Data records:
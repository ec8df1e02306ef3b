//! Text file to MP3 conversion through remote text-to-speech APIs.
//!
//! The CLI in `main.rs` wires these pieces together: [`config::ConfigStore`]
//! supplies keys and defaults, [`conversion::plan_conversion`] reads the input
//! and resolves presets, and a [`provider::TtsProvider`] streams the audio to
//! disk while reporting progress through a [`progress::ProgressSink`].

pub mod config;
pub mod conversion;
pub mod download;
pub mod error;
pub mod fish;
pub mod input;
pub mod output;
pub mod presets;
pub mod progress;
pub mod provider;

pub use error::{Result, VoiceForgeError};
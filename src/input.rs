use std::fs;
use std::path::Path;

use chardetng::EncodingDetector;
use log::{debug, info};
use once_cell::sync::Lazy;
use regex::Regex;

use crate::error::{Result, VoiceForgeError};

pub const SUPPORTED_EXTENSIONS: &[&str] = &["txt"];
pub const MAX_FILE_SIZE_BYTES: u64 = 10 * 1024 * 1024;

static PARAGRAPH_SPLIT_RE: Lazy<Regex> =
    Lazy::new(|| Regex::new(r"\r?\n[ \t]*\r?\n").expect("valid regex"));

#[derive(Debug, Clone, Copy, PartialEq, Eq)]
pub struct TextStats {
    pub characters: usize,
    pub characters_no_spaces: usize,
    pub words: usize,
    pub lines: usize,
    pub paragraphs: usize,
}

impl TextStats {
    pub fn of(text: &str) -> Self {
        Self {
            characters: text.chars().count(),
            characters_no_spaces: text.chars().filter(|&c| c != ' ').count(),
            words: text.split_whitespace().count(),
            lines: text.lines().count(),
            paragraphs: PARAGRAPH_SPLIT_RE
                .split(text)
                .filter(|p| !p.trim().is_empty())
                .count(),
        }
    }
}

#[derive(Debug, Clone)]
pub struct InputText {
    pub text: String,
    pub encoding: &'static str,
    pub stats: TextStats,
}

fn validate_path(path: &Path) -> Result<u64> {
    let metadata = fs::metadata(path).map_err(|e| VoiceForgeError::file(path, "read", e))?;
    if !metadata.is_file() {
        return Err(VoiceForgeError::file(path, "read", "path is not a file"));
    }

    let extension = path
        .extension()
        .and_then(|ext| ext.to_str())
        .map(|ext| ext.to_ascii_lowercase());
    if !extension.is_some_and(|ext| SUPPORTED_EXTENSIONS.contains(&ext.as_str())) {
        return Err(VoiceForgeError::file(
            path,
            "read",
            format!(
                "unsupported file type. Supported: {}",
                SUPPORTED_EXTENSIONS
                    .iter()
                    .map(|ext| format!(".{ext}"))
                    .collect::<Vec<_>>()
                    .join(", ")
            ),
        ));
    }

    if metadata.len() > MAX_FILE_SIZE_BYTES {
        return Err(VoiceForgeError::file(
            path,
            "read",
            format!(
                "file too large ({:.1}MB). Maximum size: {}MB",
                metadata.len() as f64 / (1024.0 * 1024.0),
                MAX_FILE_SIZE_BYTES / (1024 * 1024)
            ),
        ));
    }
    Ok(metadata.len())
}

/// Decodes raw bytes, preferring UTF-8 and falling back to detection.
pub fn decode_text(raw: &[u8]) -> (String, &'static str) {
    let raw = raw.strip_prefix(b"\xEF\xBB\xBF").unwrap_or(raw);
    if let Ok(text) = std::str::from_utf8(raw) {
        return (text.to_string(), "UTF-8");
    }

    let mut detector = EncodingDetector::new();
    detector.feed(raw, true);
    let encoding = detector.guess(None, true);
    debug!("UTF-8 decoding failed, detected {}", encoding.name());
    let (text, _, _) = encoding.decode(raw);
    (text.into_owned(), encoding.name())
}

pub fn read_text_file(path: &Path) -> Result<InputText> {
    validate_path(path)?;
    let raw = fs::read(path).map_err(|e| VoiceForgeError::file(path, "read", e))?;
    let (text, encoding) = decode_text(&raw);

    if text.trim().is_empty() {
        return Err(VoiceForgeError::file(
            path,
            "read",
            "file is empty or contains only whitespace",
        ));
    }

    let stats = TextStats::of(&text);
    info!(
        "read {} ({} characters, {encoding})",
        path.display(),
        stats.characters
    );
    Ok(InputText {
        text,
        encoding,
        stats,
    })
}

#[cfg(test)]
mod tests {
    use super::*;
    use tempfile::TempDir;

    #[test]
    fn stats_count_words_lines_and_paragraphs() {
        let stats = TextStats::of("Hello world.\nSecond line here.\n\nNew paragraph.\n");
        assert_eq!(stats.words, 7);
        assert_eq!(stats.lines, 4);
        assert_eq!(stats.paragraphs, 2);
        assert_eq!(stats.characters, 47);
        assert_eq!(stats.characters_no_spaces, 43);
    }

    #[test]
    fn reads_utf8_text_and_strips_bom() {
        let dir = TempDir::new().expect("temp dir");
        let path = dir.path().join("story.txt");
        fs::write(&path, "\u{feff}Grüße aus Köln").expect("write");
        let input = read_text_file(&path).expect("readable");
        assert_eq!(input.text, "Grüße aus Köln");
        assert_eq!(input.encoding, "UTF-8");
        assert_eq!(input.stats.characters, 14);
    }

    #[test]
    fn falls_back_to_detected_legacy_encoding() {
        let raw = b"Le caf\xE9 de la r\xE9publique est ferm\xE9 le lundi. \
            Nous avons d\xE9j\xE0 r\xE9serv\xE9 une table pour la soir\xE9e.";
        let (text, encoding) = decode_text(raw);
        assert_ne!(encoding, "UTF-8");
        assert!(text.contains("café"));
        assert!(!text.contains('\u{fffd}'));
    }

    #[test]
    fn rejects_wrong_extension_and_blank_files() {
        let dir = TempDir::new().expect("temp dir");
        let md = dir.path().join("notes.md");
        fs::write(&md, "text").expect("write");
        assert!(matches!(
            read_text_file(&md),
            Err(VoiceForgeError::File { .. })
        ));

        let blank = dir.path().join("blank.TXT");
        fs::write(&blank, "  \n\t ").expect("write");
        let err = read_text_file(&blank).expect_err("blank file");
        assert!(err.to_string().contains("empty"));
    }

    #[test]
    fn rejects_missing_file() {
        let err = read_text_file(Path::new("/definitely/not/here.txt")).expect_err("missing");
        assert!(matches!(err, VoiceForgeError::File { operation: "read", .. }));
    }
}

Work required:
Only the lines containing the string "derive" are needed; pull them out of the records.

Task output:
#[derive(Debug, Clone, Copy, PartialEq, Eq)]
#[derive(Debug, Clone)]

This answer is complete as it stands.